Na decisão, o juiz Caio Márcio de Britto entendeu que a soltura dos investigados poderia prejudicar o andamento das investigações. O magistrado destacou que o processo reúne provas da materialidade dos crimes e fortes indícios de autoria, baseados em boletins de ocorrência, imagens de câmeras de segurança, apreensões, depoimentos e nas confissões prestadas pelos investigados.
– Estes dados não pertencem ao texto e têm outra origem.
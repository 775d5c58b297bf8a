//! Read-only catalog routes

use axum::{
    extract::{Path, Query, State},
    Json,
};
use serde::Deserialize;
use uuid::Uuid;

use crate::domain::product::{Category, Product};
use crate::error::{ApiError, ApiResult};
use crate::state::AppState;

#[derive(Debug, Deserialize)]
pub struct CatalogQuery {
    pub category: Option<Category>,
    pub search: Option<String>,
    pub featured: Option<bool>,
}

pub async fn list_products(
    State(state): State<AppState>,
    Query(q): Query<CatalogQuery>,
) -> ApiResult<Json<Vec<Product>>> {
    let products = sqlx::query_as::<_, Product>(
        "SELECT * FROM products \
         WHERE ($1::category IS NULL OR category = $1) \
           AND ($2::text IS NULL OR name ILIKE '%' || $2 || '%' OR description ILIKE '%' || $2 || '%') \
           AND ($3::boolean IS NULL OR featured = $3) \
         ORDER BY created_at DESC",
    )
    .bind(q.category)
    .bind(q.search)
    .bind(q.featured)
    .fetch_all(&state.db)
    .await?;
    Ok(Json(products))
}

pub async fn get_product(
    State(state): State<AppState>,
    Path(id): Path<Uuid>,
) -> ApiResult<Json<Product>> {
    sqlx::query_as::<_, Product>("SELECT * FROM products WHERE id = $1")
        .bind(id)
        .fetch_optional(&state.db)
        .await?
        .map(Json)
        .ok_or_else(|| ApiError::NotFound("Product not found".to_string()))
}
Segundo a decisão judicial, as evidências apontam que o grupo atuava de forma organizada, com funções previamente definidas, utilizando equipamentos eletrônicos capazes de neutralizar os sistemas de segurança das caminhonetes. Após os furtos, os veículos eram levados para a região de fronteira e encaminhados ao Paraguai.
Durante a audiência, o juiz autorizou a extração dos dados armazenados nos celulares apreendidos com os suspeitos. A análise deverá abranger contatos, registros de chamadas, mensagens de texto e conversas em aplicativos, como o WhatsApp.
O objetivo da perícia é identificar outros integrantes da organização criminosa, esclarecer a divisão de tarefas entre os envolvidos, rastrear a movimentação financeira do grupo e descobrir o destino das caminhonetes furtadas.
Conforme a investigação, Reginaldo veio de Minas Gerais para Mato Grosso do Sul exclusivamente para executar a abertura e a programação eletrônica das caminhonetes furtadas. Em depoimento, ele confessou participação no furto de duas Hilux em Campo Grande e outras três em Dourados.
O investigado revelou que receberia R$ 20 mil pelo serviço e explicou que utilizava um codificador eletrônico para desbloquear os veículos e programar novas chaves, explorando uma vulnerabilidade existente em modelos fabricados entre 2016 e 2023.
Ainda segundo o suspeito, ele foi contratado por um homem identificado como Cláudio, de 32 anos, atualmente preso em Minas Gerais.
As investigações apontam que Rodrigo Leonardo da Silva Dias era responsável por monitorar os locais onde as caminhonetes estavam estacionadas e transportar Reginaldo e outros integrantes da quadrilha até os pontos onde os furtos eram praticados. Após as ações, os veículos eram levados para o Paraguai por comparsas que ainda não foram identificados.
Rodrigo foi preso por equipes da Delegacia Especializada de Repressão aos Crimes de Fronteira (Defron) no bairro BNH 4º Plano, em Dourados.